SSN MLRG at VQA-MED 2021: An Approach for VQA to Solve
Abnormality Related Queries using Improved Datasets
Noor Mohamed Sheerin Sitara 1 and Srinivasan Kavitha2
1, 2
       Department of CSE, Sri Sivasubramaniya Nadar College of Engineering, Kalavakkam – 603110, India


                  Abstract
                      The Visual Question Answering (VQA) in the medical domain attains tremendous
                  advancement in last few years.

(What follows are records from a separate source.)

//! Commodity Channel Index.
//!
//! TP = (high + low + close) / 3
//! CCI = (TP - SMA(TP, n)) / (0.015 * MeanDeviation(TP, n))
//! Undefined during warmup and wherever the mean deviation is zero.

use crate::domain::indicator::{calculate_sma, Column};

const LAMBERT_CONSTANT: f64 = 0.015;

pub fn calculate_cci(typical_prices: &[Option<f64>], period: usize) -> Column {
    let sma = calculate_sma(typical_prices, period);

    sma.iter()
        .enumerate()
        .map(|(i, mean)| {
            let mean = (*mean)?;
            let tp = typical_prices[i]?;
            let window = &typical_prices[i + 1 - period..=i];
            let mean_dev = window
                .iter()
                .map(|v| v.map(|v| (v - mean).abs()))
                .sum::<Option<f64>>()?
                / period as f64;
            if mean_dev == 0.0 {
                return None;
            }
            Some((tp - mean) / (LAMBERT_CONSTANT * mean_dev))
        })
        .collect()
}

To improvise the VQA research, ImageCLEF forum is
                  organizing the fourth edition of VQA task in medical domain. This year, the abnormality
                  related VQA queries are to be answered for the given set of radiology images. In the proposed
                  system, VGGNet based on transfer learning approach and LSTM is used to extract image and
                  text features respectively. The extracted three dimensional (embedding, image, text) feature
                  vectors are concatenated into sequence of vectors by LSTM for predicting the answer. The
                  purpose of selecting VGGNet and LSTM are: VGGNet, outperforms complex recognition
                  tasks and also addresses vanishing gradient and exploding gradient problem and LSTM, solves
                  complex sequence learning problems and overcomes long term dependency problems. In
                  addition, the hyper parameters are chosen appropriately and four improved datasets are used
                  to analyze the performance of the proposed model. These four datasets are build by collecting
                  the samples from previous ImageCLEF VQA – MED tasks. The proposed model resulted in
                  an accuracy of 0.196 and a BLEU score of 0.227 for one of the dataset, which is ranked tenth
                  among all participating groups in ImageCLEF 2021 VQA-MED task.

                  Keywords 1
                  Visual Question Answering; VGGNet; Long Short Term Memory; medical domain; VQA
                  dataset; augmented dataset; reduced dataset; ImageCLEF

1. Introduction

   The recent studies of 2020 reveals that the 90% of data are unlabelled and 40 – 50 % of data is in
the form of images [12]. Hence an Artificial Intelligent (AI) approach is required to analyze both image
and text. Now-a-days, the advantage of AI approach is extended to different applications like text
summarization, machine translation, sentiment analysis, image captioning, and Visual Question
Answering (VQA). Among which, VQA comprises both image and text for real world dataset [1],
abstract dataset [2] and medical dataset [3] are evolved in this decade. For medical dataset, ImageCLEF
organizes medical related image captioning and VQA task since 2018 [3]. From 2020, ImageCLEF
concentrates on solving abnormality related VQA questions [4].
   The Visual Question Answering system of medical domain takes one or more abnormality related
natural language questions with respective radiology images as input and predicts the appropriate
answer as output. Some of the applications of medical VQA are: (i). Helps partially visually sighted
people (ii). Helps in clinical support and decision. To answer the medical VQA queries, the visual
information of the radiology image is extracted based on the significant textual content of the question.
In other words, image features are extracted based on the text features and finally both feature vectors
are concatenated to answer the respective questions. The different image processing techniques are,
Convolutional Neural Network, pre-trained models like VGGNet, ResNet and DenseNet and, text

1
 CLEF 2021 – Conference and Labs of the Evaluation Forum, September 21–24, 2021, Bucharest, Romania
EMAIL: sheerinsitaran@ssn.edu.in (A. 1); kavithas@ssn.edu.in (A. 2)
ORCID: 0000-0003-1752-2107 (A. 1); 0000-0003-3439-2383 (A. 2)
              ©️ 2021 Copyright for this paper by its authors.
              Use permitted under Creative Commons License Attribution 4.0 International (CC BY 4.0).
              CEUR Workshop Proceedings (CEUR-WS.org)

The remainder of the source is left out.